DESCRIPTION OF THE TASK: The response should be the lines of the data, starting at the first and ending at the one that contains "and the gateway.", copied without change.

DATASET:
//! Client configuration resolved from the environment.
//!
//! Resolution order for every setting is: explicit builder override, then the
//! `MATR_*` environment variable, then the built-in default.

use std::path::{Path, PathBuf};

use url::Url;

use crate::error::{Error, Result};

pub const DEFAULT_BASE_URL: &str = "http://localhost:8080/api/v1";
pub const DEFAULT_APP_NAME: &str = "Sistema de Matrículas";
pub const DEFAULT_APP_VERSION: &str = "1.0.0";

pub const BASE_URL_ENV: &str = "MATR_API_BASE_URL";
pub const TRACE_ENV: &str = "MATR_TRACE";
pub const STATE_DIR_ENV: &str = "MATR_STATE_DIR";
pub const APP_NAME_ENV: &str = "MATR_APP_NAME";
pub const APP_VERSION_ENV: &str = "MATR_APP_VERSION";

const CREDENTIALS_FILE: &str = "storage.json";

/// Settings shared by the session store and the gateway.
#[derive(Debug, Clone, PartialEq, Eq)]
pub struct ClientConfig {
	/// API root. Always ends with `/` so resource paths join beneath it.
	pub base_url: Url,
	/// Request tracing requested. Only honored in debug builds.
	pub trace: bool,
	/// Durable key-value file holding the credential record.
	pub credentials_path: PathBuf,
	pub app_name: String,
	pub app_version: String,
}

impl ClientConfig {
	/// Builds a config for `base_url` with every other setting defaulted.
	pub fn new(base_url: &str) -> Result<Self> {
		Ok(Self {
			base_url: parse_base_url(base_url)?,
			trace: cfg!(debug_assertions),
			credentials_path: default_state_dir(|_| None).join(CREDENTIALS_FILE),
			app_name: DEFAULT_APP_NAME.to_string(),
			app_version: DEFAULT_APP_VERSION.to_string(),
		})
	}

	/// Reads the process environment.
	pub fn from_env() -> Result<Self> {
		Self::from_lookup(|key| std::env::var(key).ok())
	}

	pub(crate) fn from_lookup(lookup: impl Fn(&str) -> Option<String>) -> Result<Self> {
		let base_url = non_empty(lookup(BASE_URL_ENV)).unwrap_or_else(|| DEFAULT_BASE_URL.to_string());
		let trace = match non_empty(lookup(TRACE_ENV)) {
			Some(raw) => parse_flag(&raw).ok_or_else(|| Error::Config(format!("{TRACE_ENV} must be a boolean, got {raw:?}")))?,
			None => cfg!(debug_assertions),
		};
		let state_dir = non_empty(lookup(STATE_DIR_ENV)).map(PathBuf::from).unwrap_or_else(|| default_state_dir(&lookup));

		Ok(Self {
			base_url: parse_base_url(&base_url)?,
			trace,
			credentials_path: state_dir.join(CREDENTIALS_FILE),
			app_name: non_empty(lookup(APP_NAME_ENV)).unwrap_or_else(|| DEFAULT_APP_NAME.to_string()),
			app_version: non_empty(lookup(APP_VERSION_ENV)).unwrap_or_else(|| DEFAULT_APP_VERSION.to_string()),
		})
	}

	pub fn with_base_url(mut self, base_url: &str) -> Result<Self> {
		self.base_url = parse_base_url(base_url)?;
		Ok(self)
	}

	pub fn with_trace(mut self, trace: bool) -> Self {
		self.trace = trace;
		self
	}

	pub fn with_credentials_path(mut self, path: impl Into<PathBuf>) -> Self {
		self.credentials_path = path.into();
		self
	}

	/// Places the credential file inside `dir`.
	pub fn with_state_dir(self, dir: &Path) -> Self {
		self.with_credentials_path(dir.join(CREDENTIALS_FILE))
	}

	/// Whether request tracing actually runs. Always false in release builds.
	pub fn tracing_enabled(&self) -> bool {
		cfg!(debug_assertions) && self.trace
	}
}

/// Parses an API root, requiring http(s) and normalizing the trailing slash.
pub fn parse_base_url(raw: &str) -> Result<Url> {
	let trimmed = raw.trim();
	let with_slash = if trimmed.ends_with('/') { trimmed.to_string() } else { format!("{trimmed}/") };
	let url = Url::parse(&with_slash).map_err(|e| Error::Config(format!("invalid base URL {trimmed:?}: {e}")))?;

	match url.scheme() {
		"http" | "https" => Ok(url),
		other => Err(Error::Config(format!("unsupported base URL scheme {other:?}"))),
	}
}

fn default_state_dir(lookup: impl Fn(&str) -> Option<String>) -> PathBuf {
	non_empty(lookup("XDG_CONFIG_HOME"))
		.map(PathBuf::from)
		.or_else(dirs::config_dir)
		.unwrap_or_else(|| PathBuf::from("."))
		.join("matr")
}

fn parse_flag(raw: &str) -> Option<bool> {
	match raw.trim().to_lowercase().as_str() {
		"1" | "true" | "yes" | "on" => Some(true),
		"0" | "false" | "no" | "off" => Some(false),
		_ => None,
	}
}

fn non_empty(value: Option<String>) -> Option<String> {
	value.filter(|v| !v.trim().is_empty())
}

#[cfg(test)]
mod tests {
	use std::collections::HashMap;

	use super::*;

	fn lookup_from(pairs: &[(&str, &str)]) -> impl Fn(&str) -> Option<String> {
		let map: HashMap<String, String> = pairs.iter().map(|(k, v)| (k.to_string(), v.to_string())).collect();
		move |key| map.get(key).cloned()
	}

	#[test]
	fn defaults_apply_when_environment_is_empty() {
		let config = ClientConfig::from_lookup(lookup_from(&[("XDG_CONFIG_HOME", "/tmp/xdg")])).unwrap();
		assert_eq!(config.base_url.as_str(), "http://localhost:8080/api/v1/");
		assert_eq!(config.credentials_path, PathBuf::from("/tmp/xdg/matr/storage.json"));
		assert_eq!(config.app_name, DEFAULT_APP_NAME);
		assert_eq!(config.app_version, DEFAULT_APP_VERSION);
		assert_eq!(config.trace, cfg!(debug_assertions));
	}

	#[test]
	fn environment_overrides_defaults() {
		let config = ClientConfig::from_lookup(lookup_from(&[
			(BASE_URL_ENV, "https://api.example.edu/v2"),
			(TRACE_ENV, "false"),
			(STATE_DIR_ENV, "/var/lib/matr"),
			(APP_NAME_ENV, "Matrículas QA"),
		]))
		.unwrap();

		assert_eq!(config.base_url.as_str(), "https://api.example.edu/v2/");
		assert!(!config.trace);
		assert!(!config.tracing_enabled());
		assert_eq!(config.credentials_path, PathBuf::from("/var/lib/matr/storage.json"));
		assert_eq!(config.app_name, "Matrículas QA");
	}

	#[test]
	fn invalid_trace_flag_is_rejected() {
		let err = ClientConfig::from_lookup(lookup_from(&[(TRACE_ENV, "maybe")])).unwrap_err();
		assert!(matches!(err, Error::Config(_)));
	}

	#[test]
	fn base_url_keeps_path_prefix_when_joining() {
		let url = parse_base_url("http://localhost:8080/api/v1").unwrap();
		assert_eq!(url.join("matriculas/facultades").unwrap().as_str(), "http://localhost:8080/api/v1/matriculas/facultades");
	}

	#[test]
	fn base_url_rejects_non_http_schemes() {
		assert!(parse_base_url("ftp://example.com").is_err());
		assert!(parse_base_url("not a url").is_err());
	}

	#[test]
	fn tracing_follows_build_profile() {
		let config = ClientConfig::new(DEFAULT_BASE_URL).unwrap().with_trace(true);
		assert_eq!(config.tracing_enabled(), cfg!(debug_assertions));
	}
}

ANSWER BELOW:
//! Client configuration resolved from the environment.
//!
//! Resolution order for every setting is: explicit builder override, then the
//! `MATR_*` environment variable, then the built-in default.

use std::path::{Path, PathBuf};

use url::Url;

use crate::error::{Error, Result};

pub const DEFAULT_BASE_URL: &str = "http://localhost:8080/api/v1";
pub const DEFAULT_APP_NAME: &str = "Sistema de Matrículas";
pub const DEFAULT_APP_VERSION: &str = "1.0.0";

pub const BASE_URL_ENV: &str = "MATR_API_BASE_URL";
pub const TRACE_ENV: &str = "MATR_TRACE";
pub const STATE_DIR_ENV: &str = "MATR_STATE_DIR";
pub const APP_NAME_ENV: &str = "MATR_APP_NAME";
pub const APP_VERSION_ENV: &str = "MATR_APP_VERSION";

const CREDENTIALS_FILE: &str = "storage.json";

/// Settings shared by the session store and the gateway.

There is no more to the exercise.